It was of interest to the panel that basic science suggests that shorter, more frequent bouts of exercise may be more osteogenic, yet interventions in clinical trials often implement thrice weekly bouts of exercise of longer (e.g., 60 min) duration [59]. Similarly, unusual movement patterns or high impact loads have been proposed as osteogenic in basic science experiments, yet there is a fear that these movements may increase the risk of falls or fractures in high risk individuals, or not be feasible in older adults because of the high prevalence of osteoarthritis. Progressively increasing impact exercise may be tolerable in older adults with osteoarthritis and does not contribute to disease progression [60]. Barriers to implementation of basic science evidence in clinical trials with vulnerable populations need to be identified. Finally, it was evident that a key gap in trials of older adults is the ability to maintain long-term sustainability of and adherence to exercise interventions. Long-term adherence to exercise interventions is often low, particularly when exercise is unsupervised. Future trials may consider designing interventions that include both exercise prescription and behavioral interventions.

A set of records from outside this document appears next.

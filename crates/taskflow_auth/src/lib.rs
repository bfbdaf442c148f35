//! taskflow-auth — client for the hosted credential service.
//!
//! Three layers:
//! - [`UserPoolClient`]: one method per service operation (sign up, confirm,
//!   sign in, refresh, sign out, get user).
//! - [`SessionStore`]: file-backed token cache implementing the
//!   `currentSession` / `currentAuthenticatedUser` semantics, refreshing
//!   through the client when tokens go stale.
//! - [`AuthFlow`]: the sign-in/sign-up/verify/new-password state machine,
//!   with transitions keyed off the service's error codes.

pub mod client;
pub mod error;
pub mod flow;
pub mod session;
pub mod types;

#[cfg(test)]
mod tests;

pub use client::{UserPoolClient, UserPoolConfig};
pub use error::{AuthError, Result, codes};
pub use flow::{AuthFlow, AuthMode, FlowAction, FlowMessage, MessageKind};
pub use session::{
    AuthSession, SessionStore, SessionTokenProvider, StaticToken, TokenProvider,
};
pub use types::{AuthTokens, SignInOutcome, SignUpOutcome, UserProfile};
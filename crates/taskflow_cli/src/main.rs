//! CLI entry point for taskflow.

mod cli;
mod commands;
mod output;

use clap::Parser;
use tracing_subscriber::EnvFilter;

use crate::cli::Cli;

/// Load env files: `~/.taskflow/env` first, then the nearest project `.env`.
/// dotenvy never overrides variables that are already set, so the shell wins
/// over the user file and the user file wins over the project file.
fn load_env_files() {
    if let Some(home) = dirs::home_dir() {
        let user_env = home.join(".taskflow").join("env");
        if user_env.exists() {
            let _ = dotenvy::from_path(&user_env);
        }
    }
    if let Ok(cwd) = std::env::current_dir() {
        let mut dir = cwd;
        for _ in 0..32 {
            let env_file = dir.join(".env");
            if env_file.exists() {
                let _ = dotenvy::from_path(&env_file);
                break;
            }
            if let Some(parent) = dir.parent() {
                dir = parent.to_path_buf();
            } else {
                break;
            }
        }
    }
}

/// Tracing goes to stderr so JSON output on stdout stays parseable.
fn init_tracing(verbose: bool) {
    let default = if verbose { "debug" } else { "warn" };
    let filter = EnvFilter::try_from_default_env().unwrap_or_else(|_| EnvFilter::new(default));
    tracing_subscriber::fmt()
        .with_env_filter(filter)
        .with_writer(std::io::stderr)
        .init();
}

#[tokio::main]
async fn main() {
    load_env_files();
    let cli = Cli::parse();
    init_tracing(cli.verbose);
    output::init(cli.output);

    if let Err(e) = commands::handle(cli).await {
        output::error(&e.to_string());
        std::process::exit(1);
    }
}
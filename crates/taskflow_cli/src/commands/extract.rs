//! `taskflow extract`: pull tasks out of free-form text.

use std::io::Read;
use std::path::Path;
use std::time::Instant;

use anyhow::{anyhow, Result};
use chrono::Local;
use comfy_table::Cell;
use taskflow_api::{Engine, Extraction};
use taskflow_core::TaskDraft;
use taskflow_extract::ExtractMode;

use crate::commands::tasks::task_api;
use crate::output;

pub async fn handle(mode: &str, file: Option<&Path>, local: bool, apply: bool) -> Result<()> {
    let mode: ExtractMode = mode.parse()?;
    let text = read_text(file)?;
    if text.trim().is_empty() {
        return Err(anyhow!(
            "No text to extract; pass --file or pipe text on stdin"
        ));
    }
    let today = Local::now().date_naive();

    // Preview-only local runs never need credentials or config.
    if local && !apply {
        let started = Instant::now();
        let extraction = Extraction {
            tasks: taskflow_extract::extract(&text, mode, today),
            engine: Engine::Local,
        };
        let elapsed_ms = started.elapsed().as_millis();
        report(&extraction, mode, elapsed_ms);
        if !extraction.tasks.is_empty() && !output::is_json() {
            output::dim("Re-run with --apply to add these to the board.");
        }
        return Ok(());
    }

    let api = task_api()?;
    let started = Instant::now();
    let extraction = if local {
        Extraction {
            tasks: taskflow_extract::extract(&text, mode, today),
            engine: Engine::Local,
        }
    } else {
        let spin = output::spinner("Extracting tasks...");
        let extraction = api.extract_todos(&text, mode, today).await;
        spin.finish_and_clear();
        extraction
    };
    let elapsed_ms = started.elapsed().as_millis();

    report(&extraction, mode, elapsed_ms);

    if extraction.tasks.is_empty() {
        return Ok(());
    }

    if !apply {
        if !output::is_json() {
            output::dim("Re-run with --apply to add these to the board.");
        }
        return Ok(());
    }

    let drafts: Vec<TaskDraft> = extraction.tasks.iter().map(TaskDraft::from).collect();
    let results = api.create_many(&drafts).await;

    let mut added = 0usize;
    let mut failed = 0usize;
    for (draft, result) in drafts.iter().zip(&results) {
        if let Err(err) = result {
            failed += 1;
            output::warning(&format!("Could not add \"{}\": {}", draft.title, err));
        } else {
            added += 1;
        }
    }

    if output::is_json() {
        output::data(
            "applied",
            &serde_json::json!({ "added": added, "failed": failed }),
        );
    } else if failed == 0 {
        output::success(&format!("Added {added} tasks"));
    } else {
        output::warning(&format!("Added {added} tasks, {failed} failed"));
    }
    Ok(())
}

fn read_text(file: Option<&Path>) -> Result<String> {
    match file {
        Some(path) => Ok(std::fs::read_to_string(path)?),
        None => {
            let mut text = String::new();
            std::io::stdin().read_to_string(&mut text)?;
            Ok(text)
        }
    }
}

fn report(extraction: &Extraction, mode: ExtractMode, elapsed_ms: u128) {
    if output::is_json() {
        output::data(
            "extraction",
            &serde_json::json!({
                "tasks": extraction.tasks,
                "engine": extraction.engine.as_str(),
                "mode": mode.as_str(),
                "elapsedMs": elapsed_ms as u64,
            }),
        );
        return;
    }

    if extraction.tasks.is_empty() {
        output::warning("No tasks found in that text");
        return;
    }

    let mut table = output::table();
    output::table_header(&mut table, &["Title", "Category", "Priority", "Due"]);
    for task in &extraction.tasks {
        table.add_row(vec![
            Cell::new(&task.title),
            Cell::new(task.category.as_str()),
            Cell::new(task.priority.as_str()),
            Cell::new(task.due_date.map(|d| d.to_string()).unwrap_or_default()),
        ]);
    }
    output::table_print(&table);
    output::dim(&format!(
        "{} tasks · {} engine · {} mode · {} ms",
        extraction.tasks.len(),
        extraction.engine,
        mode,
        elapsed_ms
    ));
}
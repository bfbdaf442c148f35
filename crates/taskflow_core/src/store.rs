use crate::filter::{Counts, Filter};
use crate::task::Task;

/// In-memory working copy of the server's task list. The server owns the
/// data; this holds whatever the last fetch returned plus optimistic
/// updates, and is discarded on exit.
#[derive(Debug, Clone, Default)]
pub struct TaskStore {
    tasks: Vec<Task>,
}

impl TaskStore {
    pub fn new() -> Self {
        Self::default()
    }

    pub fn len(&self) -> usize {
        self.tasks.len()
    }

    pub fn is_empty(&self) -> bool {
        self.tasks.is_empty()
    }

    pub fn tasks(&self) -> &[Task] {
        &self.tasks
    }

    pub fn iter(&self) -> std::slice::Iter<'_, Task> {
        self.tasks.iter()
    }

    pub fn replace_all(&mut self, tasks: Vec<Task>) {
        self.tasks = tasks;
    }

    pub fn push(&mut self, task: Task) {
        self.tasks.push(task);
    }

    pub fn extend(&mut self, tasks: impl IntoIterator<Item = Task>) {
        self.tasks.extend(tasks);
    }

    /// Replaces the task with the same id, or appends if unknown.
    pub fn upsert(&mut self, task: Task) {
        match self.tasks.iter_mut().find(|t| t.id == task.id) {
            Some(slot) => *slot = task,
            None => self.tasks.push(task),
        }
    }

    pub fn remove(&mut self, id: &str) -> Option<Task> {
        let index = self.tasks.iter().position(|t| t.id == id)?;
        Some(self.tasks.remove(index))
    }

    pub fn get(&self, id: &str) -> Option<&Task> {
        self.tasks.iter().find(|t| t.id == id)
    }

    pub fn get_mut(&mut self, id: &str) -> Option<&mut Task> {
        self.tasks.iter_mut().find(|t| t.id == id)
    }

    /// Flips completion in place and returns the new state.
    pub fn toggle(&mut self, id: &str) -> Option<bool> {
        let task = self.get_mut(id)?;
        task.toggle();
        Some(task.completed)
    }

    pub fn filtered(&self, filter: &Filter) -> Vec<&Task> {
        self.tasks.iter().filter(|t| filter.matches(t)).collect()
    }

    pub fn counts(&self) -> Counts {
        Counts::tally(&self.tasks)
    }
}

#[cfg(test)]
mod tests {
    use super::*;
    use crate::filter::StatusFilter;
    use crate::task::Category;

    fn store_with(titles: &[&str]) -> TaskStore {
        let mut store = TaskStore::new();
        for title in titles {
            store.push(Task::new(*title));
        }
        store
    }

    #[test]
    fn test_replace_all() {
        let mut store = store_with(&["old"]);
        store.replace_all(vec![Task::new("a"), Task::new("b")]);
        assert_eq!(store.len(), 2);
        assert_eq!(store.tasks()[0].title, "a");
    }

    #[test]
    fn test_upsert_replaces_matching_id() {
        let mut store = TaskStore::new();
        let task = Task::new("draft report");
        let id = task.id.clone();
        store.push(task);

        let mut updated = store.get(&id).unwrap().clone();
        updated.title = "final report".to_string();
        store.upsert(updated);

        assert_eq!(store.len(), 1);
        assert_eq!(store.get(&id).unwrap().title, "final report");
    }

    #[test]
    fn test_upsert_appends_unknown_id() {
        let mut store = store_with(&["existing"]);
        store.upsert(Task::new("new"));
        assert_eq!(store.len(), 2);
    }

    #[test]
    fn test_remove() {
        let mut store = TaskStore::new();
        let task = Task::new("buy milk");
        let id = task.id.clone();
        store.push(task);

        let removed = store.remove(&id).unwrap();
        assert_eq!(removed.title, "buy milk");
        assert!(store.is_empty());
        assert!(store.remove(&id).is_none());
    }

    #[test]
    fn test_toggle() {
        let mut store = TaskStore::new();
        let task = Task::new("buy milk");
        let id = task.id.clone();
        store.push(task);

        assert_eq!(store.toggle(&id), Some(true));
        assert_eq!(store.toggle(&id), Some(false));
        assert_eq!(store.toggle("missing"), None);
    }

    #[test]
    fn test_filtered() {
        let mut store = TaskStore::new();
        store.push(Task::new("buy milk").with_category(Category::Shopping));
        store.push(Task::new("review PR").with_category(Category::Work));
        let done_id = store.tasks()[0].id.clone();
        store.toggle(&done_id);

        let filter = Filter::new().with_status(StatusFilter::Active);
        let active = store.filtered(&filter);
        assert_eq!(active.len(), 1);
        assert_eq!(active[0].title, "review PR");
    }

    #[test]
    fn test_counts() {
        let mut store = store_with(&["a", "b", "c"]);
        let id = store.tasks()[1].id.clone();
        store.toggle(&id);

        let counts = store.counts();
        assert_eq!(counts.total, 3);
        assert_eq!(counts.active, 2);
        assert_eq!(counts.completed, 1);
    }
}
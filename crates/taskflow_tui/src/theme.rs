//! Semantic color roles for the TUI, one dark palette. Roles over raw
//! colors so the view code never hard-codes an RGB value.

use ratatui::style::{Color, Modifier, Style};

/// RGB triple, converted to a ratatui color at render time.
#[derive(Clone, Copy, Debug, PartialEq, Eq)]
pub struct Rgb(pub u8, pub u8, pub u8);

impl From<Rgb> for Color {
    fn from(rgb: Rgb) -> Self {
        Color::Rgb(rgb.0, rgb.1, rgb.2)
    }
}

#[derive(Clone, Debug, PartialEq, Eq)]
pub struct Palette {
    pub background: Rgb,
    pub surface: Rgb,
    pub border: Rgb,
    pub border_focused: Rgb,
    pub text: Rgb,
    pub text_muted: Rgb,
    pub text_placeholder: Rgb,
    pub accent: Rgb,
    pub success: Rgb,
    pub warning: Rgb,
    pub danger: Rgb,
    pub selection: Rgb,
}

impl Palette {
    pub fn dark() -> Self {
        Self {
            background: Rgb(8, 8, 12),
            surface: Rgb(16, 17, 24),
            border: Rgb(28, 30, 42),
            border_focused: Rgb(99, 148, 255),
            text: Rgb(200, 210, 245),
            text_muted: Rgb(96, 106, 140),
            text_placeholder: Rgb(70, 78, 110),
            accent: Rgb(99, 148, 255),
            success: Rgb(120, 220, 120),
            warning: Rgb(240, 185, 100),
            danger: Rgb(255, 100, 120),
            selection: Rgb(36, 40, 59),
        }
    }

    pub fn text_style(&self) -> Style {
        Style::default().fg(self.text.into())
    }

    pub fn muted_style(&self) -> Style {
        Style::default().fg(self.text_muted.into())
    }

    pub fn placeholder_style(&self) -> Style {
        Style::default().fg(self.text_placeholder.into())
    }

    pub fn accent_style(&self) -> Style {
        Style::default().fg(self.accent.into())
    }

    pub fn success_style(&self) -> Style {
        Style::default().fg(self.success.into())
    }

    pub fn warning_style(&self) -> Style {
        Style::default().fg(self.warning.into())
    }

    pub fn danger_style(&self) -> Style {
        Style::default().fg(self.danger.into())
    }

    pub fn title_style(&self) -> Style {
        Style::default()
            .fg(self.text.into())
            .add_modifier(Modifier::BOLD)
    }

    pub fn border_style(&self, focused: bool) -> Style {
        let color = if focused {
            self.border_focused
        } else {
            self.border
        };
        Style::default().fg(color.into())
    }

    /// Row style for the selected task.
    pub fn selection_style(&self) -> Style {
        Style::default()
            .fg(self.text.into())
            .bg(self.selection.into())
    }

    /// Struck-through dim style for completed tasks.
    pub fn done_style(&self) -> Style {
        Style::default()
            .fg(self.text_muted.into())
            .add_modifier(Modifier::CROSSED_OUT)
    }
}

impl Default for Palette {
    fn default() -> Self {
        Self::dark()
    }
}
/// Top, filter/context, list, status, and hint strips of a full-frame screen.
struct BoardSplits {
    header: Rect,
    filter: Rect,
    list: Rect,
    status: Rect,
    hints: Rect,
}

fn board_splits(area: Rect) -> BoardSplits {
    let list_h = area.height.saturating_sub(5);
    BoardSplits {
        header: strip(area, 0, 1),
        filter: strip(area, 1, 1),
        list: strip(area, 3, list_h.saturating_sub(1)),
        status: strip(area, area.height.saturating_sub(2), 1),
        hints: strip(area, area.height.saturating_sub(1), 1),
    }
}

/// First row index so that `selected` stays inside a `viewport`-row window.
fn window_offset(selected: usize, len: usize, viewport: usize) -> usize {
    if viewport == 0 || len <= viewport {
        return 0;
    }
    selected.saturating_sub(viewport - 1).min(len - viewport)
}

// ---- Text helpers ----

/// Truncate to a display width, appending an ellipsis when cut.
fn fit(text: &str, max: usize) -> String {
    if text.width() <= max {
        return text.to_string();
    }
    let mut out = String::new();
    let mut used = 0;
    for c in text.chars() {
        let w = c.width().unwrap_or(0);
        if used + w + 1 > max {
            break;
        }
        used += w;
        out.push(c);
    }
    out.push('…');
    out
}

/// Left spans, a gap, then right spans, filled to `width`.
fn gap_line(left: Vec<Span<'static>>, right: Vec<Span<'static>>, width: usize) -> Line<'static> {
    let left_w: usize = left.iter().map(|s| s.width()).sum();
    let right_w: usize = right.iter().map(|s| s.width()).sum();
    let gap = width.saturating_sub(left_w + right_w);
    let mut spans = left;
    spans.push(Span::raw(" ".repeat(gap)));
    spans.extend(right);
    Line::from(spans)
}

fn priority_style(palette: &Palette, priority: Priority) -> Style {
    match priority {
        Priority::Urgent => palette.danger_style().add_modifier(Modifier::BOLD),
        Priority::High => palette.warning_style(),
        Priority::Medium => palette.accent_style(),
        Priority::Low => palette.muted_style(),
    }
}

/// Tag spans shared by board and preview rows: category, priority, due date.
fn tag_spans(task: &Task, today: NaiveDate, palette: &Palette) -> Vec<Span<'static>> {
    let mut tags = vec![
        Span::styled(format!("#{}", task.category), palette.muted_style()),
        Span::raw("  "),
        Span::styled(format!("!{}", task.priority), priority_style(palette, task.priority)),
    ];
    if let Some(due) = task.due_date {
        let style = if task.is_overdue(today) {
            palette.danger_style()
        } else {
            palette.muted_style()
        };
        tags.push(Span::raw("  "));
        tags.push(Span::styled(format!("due {due}"), style));
    }
    tags
}

fn task_line(
    task: &Task,
    selected: bool,
    today: NaiveDate,
    palette: &Palette,
    width: usize,
) -> Line<'static> {
    let (mark, mark_style) = if task.completed {
        ("[x] ", palette.success_style())
    } else {
        ("[ ] ", palette.muted_style())
    };
    let title_style = if task.completed {
        palette.done_style()
    } else {
        palette.text_style()
    };
    let tags = tag_spans(task, today, palette);
    let tags_w: usize = tags.iter().map(|s| s.width()).sum();
    let title = fit(&task.title, width.saturating_sub(4 + tags_w + 2));

    let line = gap_line(
        vec![
            Span::styled(mark.to_string(), mark_style),
            Span::styled(title, title_style),
        ],
        tags,
        width,
    );
    if selected {
        line.style(palette.selection_style())
    } else {
        line
    }
}

/// Footer status strip: busy label wins, then transient status, else blank.
fn status_line(state: &TuiState) -> Line<'static> {
    let palette = &state.palette;
    if let Some(label) = &state.busy {
        return Line::from(Span::styled(format!("{label}…"), palette.warning_style()));
    }
    if state.status.is_empty() {
        return Line::default();
    }
    let lowered = state.status.to_lowercase();
    let style = if lowered.contains("failed") || lowered.contains("error") {
        palette.danger_style()
    } else {
        palette.accent_style()
    };
    Line::from(Span::styled(state.status.clone(), style))
}

fn hint_line(text: &str, palette: &Palette) -> Line<'static> {
    Line::from(Span::styled(text.to_string(), palette.muted_style()))
}

/// Bordered one-line input. Returns the inner rect so the caller can place
/// the cursor.
#[allow(clippy::too_many_arguments)]
fn input_box(
    frame: &mut Frame,
    area: Rect,
    label: &str,
    value: &str,
    masked: bool,
    placeholder: &str,
    focused: bool,
    palette: &Palette,
) -> Rect {
    let block = Block::default()
        .title(format!(" {label} "))
        .borders(Borders::ALL)
        .border_style(palette.border_style(focused));
    let inner = block.inner(area);
    frame.render_widget(block, area);

    let line = if value.is_empty() {
        Line::from(Span::styled(placeholder.to_string(), palette.placeholder_style()))
    } else if masked {
        Line::from(Span::styled("•".repeat(value.chars().count()), palette.text_style()))
    } else {
        Line::from(Span::styled(value.to_string(), palette.text_style()))
    };
    frame.render_widget(Paragraph::new(line), inner);
    inner
}

/// Bordered pick-one field cycled with Left/Right.
fn cycle_box(
    frame: &mut Frame,
    area: Rect,
    label: &str,
    value: &str,
    focused: bool,
    palette: &Palette,
) {
    let block = Block::default()
        .title(format!(" {label} "))
        .borders(Borders::ALL)
        .border_style(palette.border_style(focused));
    let inner = block.inner(area);
    frame.render_widget(block, area);

    let value_style = if focused {
        palette.accent_style()
    } else {
        palette.text_style()
    };
    let line = Line::from(vec![
        Span::styled("◂ ".to_string(), palette.muted_style()),
        Span::styled(value.to_string(), value_style),
        Span::styled(" ▸".to_string(), palette.muted_style()),
    ]);
    frame.render_widget(Paragraph::new(line), inner);
}

// ---- Auth ----

fn auth_field_label(field: AuthField) -> &'static str {
    match field {
        AuthField::Email => "Email",
        AuthField::Password => "Password",
        AuthField::Code => "Verification code",
        AuthField::NewPassword => "New password",
    }
}

fn auth_field_placeholder(field: AuthField) -> &'static str {
    match field {
        AuthField::Email => "you@example.com",
        AuthField::Code => "code from your inbox",
        AuthField::Password | AuthField::NewPassword => "",
    }
}

fn auth_hints(mode: AuthMode) -> &'static str {
    match mode {
        AuthMode::SignIn => "Enter sign in · Tab next · Ctrl+U create account · Ctrl+C quit",
        AuthMode::SignUp => "Enter create account · Tab next · Ctrl+U sign in",
        AuthMode::Verify => "Enter verify · Ctrl+R resend code · Ctrl+U sign in",
        AuthMode::NewPassword => "Enter save password · Ctrl+U sign in",
    }
}
//! `taskflow auth` subcommands.

use std::io::{self, Write};

use anyhow::{anyhow, Result};
use taskflow_auth::{
    codes, AuthError, AuthSession, SessionStore, SignInOutcome, UserPoolClient, UserPoolConfig,
};
use taskflow_core::AppConfig;

use crate::cli::AuthAction;
use crate::output;

pub async fn handle(action: AuthAction) -> Result<()> {
    match action {
        AuthAction::SignUp { email, password } => sign_up(&email, password).await,
        AuthAction::Verify { email, code } => verify(&email, &code).await,
        AuthAction::Resend { email } => resend(&email).await,
        AuthAction::SignIn { email, password } => sign_in(&email, password).await,
        AuthAction::NewPassword {
            email,
            password,
            session,
        } => new_password(&email, password, &session).await,
        AuthAction::SignOut => sign_out().await,
        AuthAction::Whoami => whoami().await,
    }
}

/// Credential client plus session cache for the configured user pool.
fn clients() -> Result<(UserPoolClient, SessionStore)> {
    let config = AppConfig::load()?;
    let pool = UserPoolConfig::from_app_config(&config).map_err(friendly)?;
    let store = SessionStore::open_default().map_err(friendly)?;
    Ok((UserPoolClient::new(pool), store))
}

/// Swap the service error for its user-facing wording. The raw error still
/// reaches the log for `--verbose` runs.
fn friendly(err: AuthError) -> anyhow::Error {
    tracing::debug!(error = %err, "auth request failed");
    anyhow!(err.friendly_message())
}

fn resolve_password(password: Option<String>, prompt: &str) -> Result<String> {
    let password = match password {
        Some(p) => p,
        None if output::is_json() => {
            return Err(anyhow!("pass --password explicitly when using --output json"));
        }
        None => prompt_masked(prompt)?,
    };
    if password.is_empty() {
        return Err(anyhow!("A password is required"));
    }
    Ok(password)
}

/// Prompt on the controlling terminal with `*` echo. Ctrl+C cancels and
/// returns an empty string.
fn prompt_masked(prompt: &str) -> Result<String> {
    use crossterm::{
        event::{self, Event, KeyCode, KeyModifiers},
        terminal,
    };

    print!("{prompt}: ");
    io::stdout().flush()?;

    let mut value = String::new();

    terminal::enable_raw_mode()?;

    loop {
        if event::poll(std::time::Duration::from_millis(100))? {
            if let Event::Key(k) = event::read()? {
                match k.code {
                    KeyCode::Enter => break,
                    KeyCode::Backspace => {
                        if !value.is_empty() {
                            value.pop();
                            print!("\x08 \x08");
                            io::stdout().flush()?;
                        }
                    }
                    KeyCode::Char(c) => {
                        if k.modifiers.contains(KeyModifiers::CONTROL) && c == 'c' {
                            terminal::disable_raw_mode()?;
                            println!();
                            return Ok(String::new());
                        }
                        value.push(c);
                        print!("*");
                        io::stdout().flush()?;
                    }
                    _ => {}
                }
            }
        }
    }

    terminal::disable_raw_mode()?;
    println!();

    Ok(value)
}

async fn sign_up(email: &str, password: Option<String>) -> Result<()> {
    let (client, _) = clients()?;
    let password = resolve_password(password, "Choose a password")?;

    let outcome = client.sign_up(email, &password).await.map_err(friendly)?;

    if output::is_json() {
        output::data(
            "signup",
            &serde_json::json!({
                "userSub": outcome.user_sub,
                "confirmed": outcome.confirmed,
            }),
        );
        return Ok(());
    }

    if outcome.confirmed {
        output::success("Account created and already confirmed");
        output::dim("Sign in with: taskflow auth sign-in --email <EMAIL>");
    } else {
        output::success(&format!("Account created for {email}"));
        output::dim("Check your email for a verification code, then run:");
        output::dim(&format!("  taskflow auth verify --email {email} --code <CODE>"));
    }
    Ok(())
}

async fn verify(email: &str, code: &str) -> Result<()> {
    let (client, store) = clients()?;

    match client.confirm_sign_up(email, code).await {
        Ok(()) => {}
        Err(err) if err.is_code(codes::EXPIRED_CODE) => {
            client
                .resend_confirmation_code(email)
                .await
                .map_err(friendly)?;
            return Err(anyhow!("That code has expired. We emailed you a new one"));
        }
        Err(err) => return Err(friendly(err)),
    }

    output::success("Email verified");

    if output::is_json() {
        return Ok(());
    }

    // Finish with a sign-in so the session lands in the cache.
    let password = prompt_masked("Password (leave empty to skip sign-in)")?;
    if password.is_empty() {
        output::dim("Run `taskflow auth sign-in` when you are ready.");
        return Ok(());
    }
    complete_sign_in(&client, &store, email, &password).await
}

async fn resend(email: &str) -> Result<()> {
    let (client, _) = clients()?;
    client
        .resend_confirmation_code(email)
        .await
        .map_err(friendly)?;
    output::success("Verification code sent. Check your email.");
    Ok(())
}

async fn sign_in(email: &str, password: Option<String>) -> Result<()> {
    let (client, store) = clients()?;
    let password = resolve_password(password, "Password")?;
    complete_sign_in(&client, &store, email, &password).await
}

async fn complete_sign_in(
    client: &UserPoolClient,
    store: &SessionStore,
    email: &str,
    password: &str,
) -> Result<()> {
    match client.sign_in(email, password).await {
        Ok(SignInOutcome::Tokens(tokens)) => {
            let session = AuthSession::from_tokens(email, tokens);
            store.save(&session).map_err(friendly)?;
            if output::is_json() {
                output::data(
                    "session",
                    &serde_json::json!({
                        "username": session.username,
                        "expiresAt": session.expires_at,
                    }),
                );
            } else {
                output::success(&format!("Signed in as {email}"));
            }
            Ok(())
        }
        Ok(SignInOutcome::NewPasswordRequired { session }) => {
            output::warning("The service requires a new password before you can sign in");
            output::kv("session", &session);
            output::dim(&format!(
                "Run: taskflow auth new-password --email {email} --session <SESSION>"
            ));
            Ok(())
        }
        Err(err) if err.is_code(codes::USER_NOT_CONFIRMED) => {
            match client.resend_confirmation_code(email).await {
                Ok(()) => output::dim("We sent you a fresh verification code."),
                Err(resend_err) => {
                    tracing::debug!(error = %resend_err, "resend after unconfirmed sign-in failed");
                }
            }
            Err(anyhow!(
                "This account is not verified yet; run `taskflow auth verify --email {email} --code <CODE>`"
            ))
        }
        Err(err) => Err(friendly(err)),
    }
}

async fn new_password(email: &str, password: Option<String>, session: &str) -> Result<()> {
    let (client, store) = clients()?;
    let password = resolve_password(password, "New password")?;

    let tokens = client
        .respond_new_password(email, &password, session)
        .await
        .map_err(friendly)?;
    let auth_session = AuthSession::from_tokens(email, tokens);
    store.save(&auth_session).map_err(friendly)?;
    output::success(&format!("Password updated. Signed in as {email}"));
    Ok(())
}

async fn sign_out() -> Result<()> {
    let (client, store) = clients()?;
    store.sign_out(&client).await.map_err(friendly)?;
    output::success("Signed out");
    Ok(())
}

async fn whoami() -> Result<()> {
    let (client, store) = clients()?;
    let profile = store.current_user(&client).await.map_err(friendly)?;

    if output::is_json() {
        output::data(
            "user",
            &serde_json::json!({
                "username": profile.username,
                "email": profile.email,
            }),
        );
        return Ok(());
    }

    output::kv("user", &profile.username);
    if let Some(email) = &profile.email {
        output::kv("email", email);
    }
    Ok(())
}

Thorough review of basic science, observational trials, and relevant research in other disciplines, in addition to existing clinical trials, should be used to identify important gaps and inform the design of future interventions.

Next steps for Too Fit To Fracture

In consultations with patients, clinicians, and advocacy groups, it was clear that there were a number of questions around exercise that were important to patients for which there is no evidence to guide practice. There is little information on how to adapt exercise according to different case presentations. For example, would the exercise goals or prescription for someone with a history of osteoporotic vertebral fracture vary depending on the presence of pain or hyperkyphosis? Therefore, we intend to get broader input on the recommendations we have developed by seeking out the opinion of important stakeholders. The Too Fit To Fracture team is currently conducting a Delphi consensus process that will engage clinicians, researchers, and patient advocates to come to consensus on how to make and apply exercise recommendations depending on case presentation, to answer questions important to patients, and to inform future research priorities. After the Delphi consensus process is complete the next step will be to combine the GRADE recommendations presented in this paper with the results of the Delphi consensus process, resulting in more detailed exercise recommendations for individuals with osteoporosis or osteoporotic vertebral fractures.

Acknowledgments

These recommendations were reviewed and endorsed by Osteoporosis Canada, by the National Osteoporosis Foundation, and by Osteoporosis Australia’s Medical and Scientific Advisory Committee. We are grateful for the International Osteoporosis Foundation’s contribution and review of this document, as well as reviews by Dr. Susan Muir and Bonny O’Hare representing the Canadian Physiotherapy Association, and reviews by Dr. Harri Sievänen and Dr. Maarit Piirtola representing the Finnish Osteoporosis Association. We would like to acknowledge financial support from the University of Waterloo, Osteoporosis Canada, and the Ontario Osteoporosis Strategy and the Schlegel-University of Waterloo Research Institute for Aging. We would like to thank Celina Lin, Michael McLeod and Caroline Jeon for their assistance with the literature review process. L.M. Giangregorio is a CIHR. New investigator Award Recipient, and holds an Early Researcher Award from the Ontario Ministry of Research and Innovation.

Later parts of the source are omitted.